● **Exercise objective**: Repeat the listing below word for word, stopping after the line that contains "pub fn new()".

● **Supplied records**:
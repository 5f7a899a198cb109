use glam::Vec4;
use image::{Rgba, RgbaImage};
use tracing::debug;

use crate::math::triangle::covered_pixels;
use crate::scene::{ImageId, Mesh, Modifier, ModifierKind, NodeTree, ObjectId, Scene, SceneError, ShaderNodeKind, SocketValue};

use super::{BakeRenderer, BakeSettings, ModifierError, ModifierEvaluator, RenderError};

/// Evaluates procedural node modifiers to the geometry the mesh already stores.
///
/// Any other modifier type is unsupported.
#[derive(Debug, Default)]
pub struct PassthroughEvaluator {
	updates: usize,
}

impl PassthroughEvaluator {
	pub fn new() -> Self {
		Self::default()
	}

	/// Number of dependency graph updates requested so far.
	pub fn updates(&self) -> usize {
		self.updates
	}
}

impl ModifierEvaluator for PassthroughEvaluator {
	fn update(&mut self, _scene: &Scene) {
		self.updates += 1;
		debug!("Dependency graph update #{}", self.updates);
	}

	fn apply(&mut self, scene: &Scene, object: ObjectId, modifier: &Modifier) -> Result<Mesh, ModifierError> {
		let evaluation_error = |msg: String| ModifierError::Evaluation {
			modifier: modifier.name.clone(),
			msg,
		};

		match modifier.kind {
			ModifierKind::Nodes { .. } => {
				let obj = scene.object(object).map_err(|e| evaluation_error(e.to_string()))?;
				let mesh = obj
					.mesh()
					.ok_or_else(|| evaluation_error(format!("{:?} is not a mesh", obj.name)))?;
				scene.mesh(mesh).cloned().map_err(|e| evaluation_error(e.to_string()))
			}
			_ => Err(ModifierError::Unsupported {
				modifier: modifier.name.clone(),
				type_name: modifier.type_name().to_owned(),
			}),
		}
	}
}

/// Splats the material's flat surface colour over every triangle of the active UV layer.
#[derive(Debug, Default)]
pub struct UvSplatRenderer;

const FALLBACK_SURFACE: Vec4 = Vec4::new(0.8, 0.8, 0.8, 1.0);

/// Colour of the shader feeding the material output's surface, taken from its unlinked inputs.
fn surface_color(tree: &NodeTree) -> Vec4 {
	let surface = (tree.output_node())
		.and_then(|output| tree.link_into(output, "Surface"))
		.and_then(|link| tree.get(link.from_node));
	let Some(node) = surface else {
		return FALLBACK_SURFACE;
	};

	let color_of = |socket: &str| match node.inputs.get(socket) {
		Some(SocketValue::Color(color)) => Some(*color),
		_ => None,
	};
	let color = match node.kind {
		ShaderNodeKind::BsdfPrincipled => color_of("Base Color").map(|c| match node.inputs.get("Alpha") {
			Some(SocketValue::Float(alpha)) => c * Vec4::new(1.0, 1.0, 1.0, *alpha),
			_ => c,
		}),
		ShaderNodeKind::BsdfDiffuse | ShaderNodeKind::BsdfTransparent => color_of("Color"),
		ShaderNodeKind::Group { .. } => node.inputs.values().find_map(|value| match value {
			SocketValue::Color(color) => Some(*color),
			_ => None,
		}),
		_ => None,
	};
	color.unwrap_or(FALLBACK_SURFACE)
}

fn to_rgba8(color: Vec4) -> Rgba<u8> {
	let c = (color.clamp(Vec4::ZERO, Vec4::ONE) * 255.0).round();
	Rgba([c.x as u8, c.y as u8, c.z as u8, c.w as u8])
}

/// Grows the filled region by one pixel per pass, copying the colour of a filled 4-neighbour.
fn dilate(pixels: &mut RgbaImage, filled: &mut [bool], margin: u32) {
	let (width, height) = pixels.dimensions();
	let index = |x: u32, y: u32| (y * width + x) as usize;

	for _ in 0..margin {
		let mut grown = Vec::new();
		for y in 0..height {
			for x in 0..width {
				if filled[index(x, y)] {
					continue;
				}
				let neighbours = [
					(x.checked_sub(1), Some(y)),
					((x + 1 < width).then_some(x + 1), Some(y)),
					(Some(x), y.checked_sub(1)),
					(Some(x), (y + 1 < height).then_some(y + 1)),
				];
				let source = neighbours.into_iter().find_map(|(nx, ny)| match (nx, ny) {
					(Some(nx), Some(ny)) if filled[index(nx, ny)] => Some(*pixels.get_pixel(nx, ny)),
					_ => None,
				});
				if let Some(color) = source {
					grown.push((x, y, color));
				}
			}
		}

		if grown.is_empty() {
			break;
		}
		for (x, y, color) in grown {
			pixels.put_pixel(x, y, color);
			filled[index(x, y)] = true;
		}
	}
}

impl BakeRenderer for UvSplatRenderer {
	fn bake(
		&mut self,
		scene: &Scene,
		object: ObjectId,
		target: ImageId,
		settings: &BakeSettings,
	) -> Result<RgbaImage, RenderError> {
		let obj = scene.object(object)?;
		let material_id = obj
			.primary_material()
			.ok_or_else(|| RenderError::NoMaterial(obj.name.clone()))?;
		let material = scene.material(material_id)?;
		let tree = &material.node_tree;
		let active_image = tree.active().and_then(|id| tree.get(id)).and_then(|node| node.image());
		if active_image != Some(target) {
			return Err(RenderError::NoActiveImageNode(material.name.clone()));
		}

		let image = scene.images.get(target).ok_or(SceneError::MissingImage(target))?;
		let mesh_id = obj
			.mesh()
			.ok_or_else(|| RenderError::Failed(format!("{:?} is not a mesh", obj.name)))?;
		let mesh = scene.mesh(mesh_id)?;
		let layer = mesh
			.active_uv_layer()
			.ok_or_else(|| RenderError::NoActiveUv(mesh.name.clone()))?;

		let (width, height) = (image.width(), image.height());
		let mut pixels = if settings.use_clear {
			RgbaImage::new(width, height)
		} else {
			image.pixels.clone()
		};
		let mut filled = vec![false; (width * height) as usize];

		let color = to_rgba8(surface_color(tree));
		for i in 0..mesh.triangle_count() {
			for (x, y) in covered_pixels(&mesh.uv_triangle(layer, i), width, height) {
				pixels.put_pixel(x, y, color);
				filled[(y * width + x) as usize] = true;
			}
		}
		dilate(&mut pixels, &mut filled, settings.margin);

		debug!(
			"Baked {} triangles of {:?} into {:?}",
			mesh.triangle_count(),
			obj.name,
			image.name
		);
		Ok(pixels)
	}
}

#[cfg(test)]
mod tests {
	use glam::{vec2, vec4};

	use super::*;
	use crate::scene::{Image, Material, Object, ObjectData};
	use crate::testing::quad_mesh;

	/// A quad covering the left half of the unit square, with an active bake target.
	fn bake_setup(scene: &mut Scene, size: u32) -> (ObjectId, ImageId) {
		let mut mesh = quad_mesh("Body", vec2(0.0, 0.0));
		let layer = mesh.uv_layers[0].name.clone();
		mesh.uv_layer_mut(&layer).unwrap().uvs.iter_mut().for_each(|uv| uv.x *= 0.5);
		let mesh = scene.meshes.insert(mesh);

		let image = scene.images.insert(Image::new_generated("Bake", size, size, true));
		let mut material = Material::new("Skin");
		let tree = &mut material.node_tree;
		let diffuse = tree.add(ShaderNodeKind::BsdfDiffuse);
		tree.get_mut(diffuse)
			.unwrap()
			.inputs
			.insert("Color".to_owned(), SocketValue::Color(vec4(1.0, 0.0, 0.0, 1.0)));
		let output = tree.add(ShaderNodeKind::OutputMaterial);
		tree.link(diffuse, "BSDF", output, "Surface").unwrap();
		let target = tree.add(ShaderNodeKind::tex_image(Some(image)));
		tree.set_active(target).unwrap();
		let material = scene.materials.insert(material);

		let mut object = Object::new("Body", ObjectData::Mesh(mesh));
		object.material_slots.push(Some(material));
		(scene.objects.insert(object), image)
	}

	#[test]
	fn splats_surface_colour_with_margin() {
		let mut scene = Scene::new();
		let (object, image) = bake_setup(&mut scene, 8);

		let no_margin = BakeSettings {
			margin: 0,
			..Default::default()
		};
		let pixels = UvSplatRenderer.bake(&scene, object, image, &no_margin).unwrap();
		let red = Rgba([255, 0, 0, 255]);
		assert_eq!(*pixels.get_pixel(0, 0), red);
		assert_eq!(*pixels.get_pixel(3, 7), red);
		assert_eq!(pixels.get_pixel(4, 0).0[3], 0);

		let pixels = UvSplatRenderer.bake(&scene, object, image, &BakeSettings::default()).unwrap();
		assert_eq!(*pixels.get_pixel(5, 4), red);
		assert_eq!(pixels.get_pixel(6, 4).0[3], 0);
	}

	#[test]
	fn bake_requires_active_target() {
		let mut scene = Scene::new();
		let (object, image) = bake_setup(&mut scene, 4);
		let other = scene.images.insert(Image::new_generated("Other", 4, 4, true));

		assert_eq!(
			UvSplatRenderer.bake(&scene, object, other, &BakeSettings::default()),
			Err(RenderError::NoActiveImageNode("Skin".to_owned()))
		);
		assert!(UvSplatRenderer.bake(&scene, object, image, &BakeSettings::default()).is_ok());
	}

	#[test]
	fn passthrough_only_handles_node_modifiers() {
		let mut scene = Scene::new();
		let (object, _) = bake_setup(&mut scene, 4);
		let mut evaluator = PassthroughEvaluator::new();

		evaluator.update(&scene);
		assert_eq!(evaluator.updates(), 1);

		let mesh = evaluator
			.apply(&scene, object, &Modifier::nodes("GeometryNodes", "HyChar"))
			.unwrap();
		assert_eq!(mesh.triangle_count(), 2);
		assert!(matches!(
			evaluator.apply(&scene, object, &Modifier::armature("Armature", None)),
			Err(ModifierError::Unsupported { .. })
		));
	}
}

● **Exercise result**:
repository 5f7a899a198cb109
use glam::Vec4;
use image::{Rgba, RgbaImage};
use tracing::debug;

use crate::math::triangle::covered_pixels;
use crate::scene::{ImageId, Mesh, Modifier, ModifierKind, NodeTree, ObjectId, Scene, SceneError, ShaderNodeKind, SocketValue};

use super::{BakeRenderer, BakeSettings, ModifierError, ModifierEvaluator, RenderError};

/// Evaluates procedural node modifiers to the geometry the mesh already stores.
///
/// Any other modifier type is unsupported.
#[derive(Debug, Default)]
pub struct PassthroughEvaluator {
	updates: usize,
}

impl PassthroughEvaluator {
	pub fn new() -> Self {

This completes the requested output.